The former Serbian President Milosević was being prosecuted at the ICTY, when he died before his trial could be completed. The trials of the Bosnian-Serbs’ political leader Radovan Karadzić and their supreme military commander Ratko Mladić are underway at the ICTY. Biljana Plavsić, who seconded Radovan Karadzić in the political leadership of the Bosnian Serbs, was also charged and convicted of crimes against humanity and war crimes at the ICTY. As at the ICTR, the ICTY has also either put on trial many senior political leaders, military leaders and community leaders who played leading roles in realising the perpetration of the atrocities committed in the former Yugoslavia.

There are other positive examples of international justice at work. As we speak, former President of Liberia Charles Taylor has had to answer to charges of international crimes before the Special Court for Sierra Leone. Hopefully, we will soon see Hissène Habré, the former dictator of Chad, prosecuted in Senegal or extradited to another place that is willing and able to try him. The International Criminal Court, which was the final station in my judicial career, is nowhere as active as on our continent—not to single out Africans, but to provide justice to the victims, where national judicial systems fail, and to protect all us from more atrocities. Omar Al-Bashir, President of Sudan, Jean-Pierre Bemba, former leader of the opposition in the Democratic Republic of the Congo, and now also Muammar Gaddafi, his son and his top ranking security official are among those indicted by the ICC. Initiatives are underway in places like Burundi and the Democratic Republic of the Congo to establish special chambers that involve international prosecutors and judges.

Beyond Africa, an array of criminal courts and tribunals of an international character are holding perpetrators of international crimes accountable for their actions: The Extraordinary Chambers in the Courts of Cambodia, the Special Tribunal for Lebanon or the Special Panels for Serious Crimes in East Timor to name but a few examples.
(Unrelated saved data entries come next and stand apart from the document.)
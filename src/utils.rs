use chrono::{DateTime, Local, Utc};

/// 当前时间（秒），与磁盘上的 32 位时间戳字段对齐
pub fn current_timestamp() -> u32 {
    Utc::now().timestamp().clamp(0, u32::MAX as i64) as u32
}

/// 把磁盘时间戳格式化成本地时间
pub fn format_timestamp(ts: u32) -> String {
    DateTime::from_timestamp(ts as i64, 0)
        .map(|t| t.with_timezone(&Local).format("%Y-%m-%d %H:%M:%S").to_string())
        .unwrap_or_else(|| ts.to_string())
}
Perpetrators of international crimes also have to worry about the domestic incorporation of the crimes in the Rome Statute and the universal jurisdiction that a number of countries exercise over international crimes regardless of where in the world they were committed.

The Security Council’s referral of the situation in Libya to the International Criminal Court earlier this year shows, that, with the necessary political will, the hand of justice can now reach perpetrators of international crimes regardless of where or who they are. In August this year, I called upon both the Security Council and the Human Rights Council also to refer the situation in Syria to the ICC.


We continue to hope that momentum of international criminal justice rolls along with even greater steam to the desired end of holding accountable those who are implicated in the commission of international crimes.

What should we do with those who are arrested, prosecuted and convicted? The United Nations opposes the imposition of the death penalty under any circumstances. This stance is not inconsistent with the belief, which I share, that perpetrators of international crimes must receive appropriate punishment that fits the seriousness of their crimes. I, for one, have not shied away from handing down sentences of life imprisonment in the appropriate case. While at the ICTR, I was on the panel that passed sentence of life imprisonment against Kambanda and other organizers of the Rwandan Genocide.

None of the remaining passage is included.